(Beginning of Input for this task)

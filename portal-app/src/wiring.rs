//! Assembles the library clients from a loaded [`PortalConfig`].
use std::sync::Arc;
use std::time::Duration;

use portal_common::{PortalError, Result};
use portal_config::PortalConfig;
use portal_http::{HttpClient, HttpError};
use portal_news::NewsClient;
use portal_search::{Credential, SearchDispatcher, SuggestionFetcher, with_referral};
use portal_shortcuts::{IconResolver, ShortcutBook};
use portal_store::{FileStore, KeyValueStore};

pub struct Portal {
    pub config: PortalConfig,
    pub search: SearchDispatcher,
    pub suggest: SuggestionFetcher,
    pub news: NewsClient,
    pub icons: IconResolver,
    store: Arc<dyn KeyValueStore>,
}

fn http_setup(err: HttpError) -> PortalError {
    PortalError::Http(err.to_string())
}

fn client(base: &str) -> Result<HttpClient> {
    HttpClient::new(base).map_err(http_setup)
}

/// `Url::join` replaces the last path segment unless the base ends in `/`.
fn with_trailing_slash(base: &str) -> String {
    if base.ends_with('/') {
        base.to_string()
    } else {
        format!("{base}/")
    }
}

/// Build everything against the on-disk state file.
pub fn build_from_config(cfg: PortalConfig) -> Result<Portal> {
    let path = cfg.storage.resolved_path();
    tracing::debug!(path=%path.display(), "portal.storage");
    Portal::with_store(cfg, Arc::new(FileStore::new(path)))
}

impl Portal {
    pub fn with_store(cfg: PortalConfig, store: Arc<dyn KeyValueStore>) -> Result<Self> {
        let mut search_http = client(&cfg.search.endpoint)?;
        if let Some(secs) = cfg.search.timeout_secs {
            search_http = search_http.with_timeout(Duration::from_secs(secs));
        }
        let credentials: Vec<Credential> = cfg
            .credentials()
            .into_iter()
            .map(|c| Credential::new(c.key, c.engine_id))
            .collect();
        tracing::info!(credentials = credentials.len(), cap = cfg.search.daily_cap, "portal.search.configured");
        let search = SearchDispatcher::new(search_http, credentials, store.clone())
            .with_daily_cap(cfg.search.daily_cap);

        let suggest = SuggestionFetcher::new(client(&cfg.suggest.endpoint)?)
            .with_client(cfg.suggest.client.clone())
            .with_timeout(Duration::from_millis(cfg.suggest.timeout_ms))
            .with_max_query_len(cfg.suggest.max_query_len);

        let news = NewsClient::new(client(&with_trailing_slash(&cfg.news.endpoint))?)
            .with_limit(cfg.news.limit);

        let icons = IconResolver::new(
            client(&with_trailing_slash(&cfg.shortcuts.icon_endpoint))?,
            &cfg.shortcuts.icon_fallback_endpoint,
        )
        .map_err(http_setup)?;

        Ok(Self {
            config: cfg,
            search,
            suggest,
            news,
            icons,
            store,
        })
    }

    pub fn shortcuts(&self) -> Result<ShortcutBook> {
        ShortcutBook::load(self.store.clone()).map_err(|e| PortalError::Storage(e.to_string()))
    }

    /// Outbound form of a result link; tagged only when a referral tag is set.
    pub fn outbound_link(&self, link: &str) -> String {
        match self.config.links.referral_tag.as_deref() {
            Some(tag) if !tag.trim().is_empty() => with_referral(link, tag),
            _ => link.to_string(),
        }
    }
}

#[cfg(test)]
mod tests {
    use super::*;
    use portal_store::MemoryStore;

    fn portal(cfg: PortalConfig) -> Portal {
        Portal::with_store(cfg, Arc::new(MemoryStore::new())).unwrap()
    }

    #[test]
    fn defaults_wire_up_and_load_default_shortcuts() {
        let p = portal(PortalConfig::default());
        assert_eq!(p.search.daily_cap(), 99);
        assert_eq!(p.shortcuts().unwrap().shortcuts().len(), 2);
    }

    #[test]
    fn referral_tag_only_applies_when_configured() {
        let mut cfg = PortalConfig::default();
        assert_eq!(
            portal(cfg.clone()).outbound_link("https://a.example/"),
            "https://a.example/"
        );
        cfg.links.referral_tag = Some("portal".into());
        assert_eq!(
            portal(cfg).outbound_link("https://a.example/"),
            "https://a.example/?from=portal"
        );
    }

    #[test]
    fn bad_endpoint_is_an_http_setup_error() {
        let mut cfg = PortalConfig::default();
        cfg.search.endpoint = "not a url".into();
        let err = Portal::with_store(cfg, Arc::new(MemoryStore::new())).err().unwrap();
        assert!(matches!(err, PortalError::Http(_)));
    }

    #[test]
    fn shortcuts_persist_in_the_configured_state_file() {
        let tmp = tempfile::tempdir().unwrap();
        let mut cfg = PortalConfig::default();
        cfg.storage.path = Some(tmp.path().join("state.json").display().to_string());

        let first = build_from_config(cfg.clone()).unwrap();
        first.shortcuts().unwrap().add("docs.rs", "d").unwrap();

        let second = build_from_config(cfg).unwrap();
        let book = second.shortcuts().unwrap();
        assert_eq!(book.find_by_key('d').map(|s| s.url.as_str()), Some("https://docs.rs"));
    }

    #[test]
    fn bases_gain_a_trailing_slash() {
        assert_eq!(with_trailing_slash("https://h.example/v0"), "https://h.example/v0/");
        assert_eq!(with_trailing_slash("https://h.example/v0/"), "https://h.example/v0/");
    }
}
//! IR builder — typed module, function, block and instruction model.
//!
//! The lowering pass drives this builder the way it would drive a real
//! backend: declare globals and functions, append blocks, set an insertion
//! point, emit instructions, verify. The module serializes to
//! LLVM-flavoured textual IR via `Display`.
//!
//! Values and slots are lightweight typed handles whose printed form is
//! fixed at emission time; register and label names are uniquified per
//! function (`%x`, `%x1`, `then`, `then1`, …). Blocks track their
//! terminator so the lowering pass can ask [`Builder::is_terminated`] and
//! suppress dead branches.

use std::collections::HashMap;
use std::fmt;

/// IR-level types.
#[derive(Debug, Clone, Copy, PartialEq, Eq)]
pub enum Ty {
    I1,
    I32,
    F32,
    Void,
}

impl fmt::Display for Ty {
    fn fmt(&self, f: &mut fmt::Formatter<'_>) -> fmt::Result {
        match self {
            Ty::I1 => write!(f, "i1"),
            Ty::I32 => write!(f, "i32"),
            Ty::F32 => write!(f, "float"),
            Ty::Void => write!(f, "void"),
        }
    }
}

/// An SSA value: a register or an inline constant, with its type.
#[derive(Debug, Clone, PartialEq)]
pub struct Value {
    ty: Ty,
    repr: String,
}

impl Value {
    pub fn ty(&self) -> Ty {
        self.ty
    }
}

/// A load/store-addressable cell: a stack alloca or a module global.
/// `ty` is the pointee type.
#[derive(Debug, Clone, PartialEq)]
pub struct Slot {
    ty: Ty,
    repr: String,
}

impl Slot {
    pub fn ty(&self) -> Ty {
        self.ty
    }
}

#[derive(Debug, Clone, Copy, PartialEq, Eq)]
pub struct FuncId(usize);

#[derive(Debug, Clone, Copy, PartialEq, Eq)]
pub struct BlockId {
    func: usize,
    index: usize,
}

(End of Input for this task)

● **Your instructions**
Beginning with the very first line of the material above, give each line again exactly, ending with the line that contains "use portal_news::NewsClient;".

● **Task result**
filename portal-app/src/wiring.rs
//! Assembles the library clients from a loaded [`PortalConfig`].
use std::sync::Arc;
use std::time::Duration;

use portal_common::{PortalError, Result};
use portal_config::PortalConfig;
use portal_http::{HttpClient, HttpError};
use portal_news::NewsClient;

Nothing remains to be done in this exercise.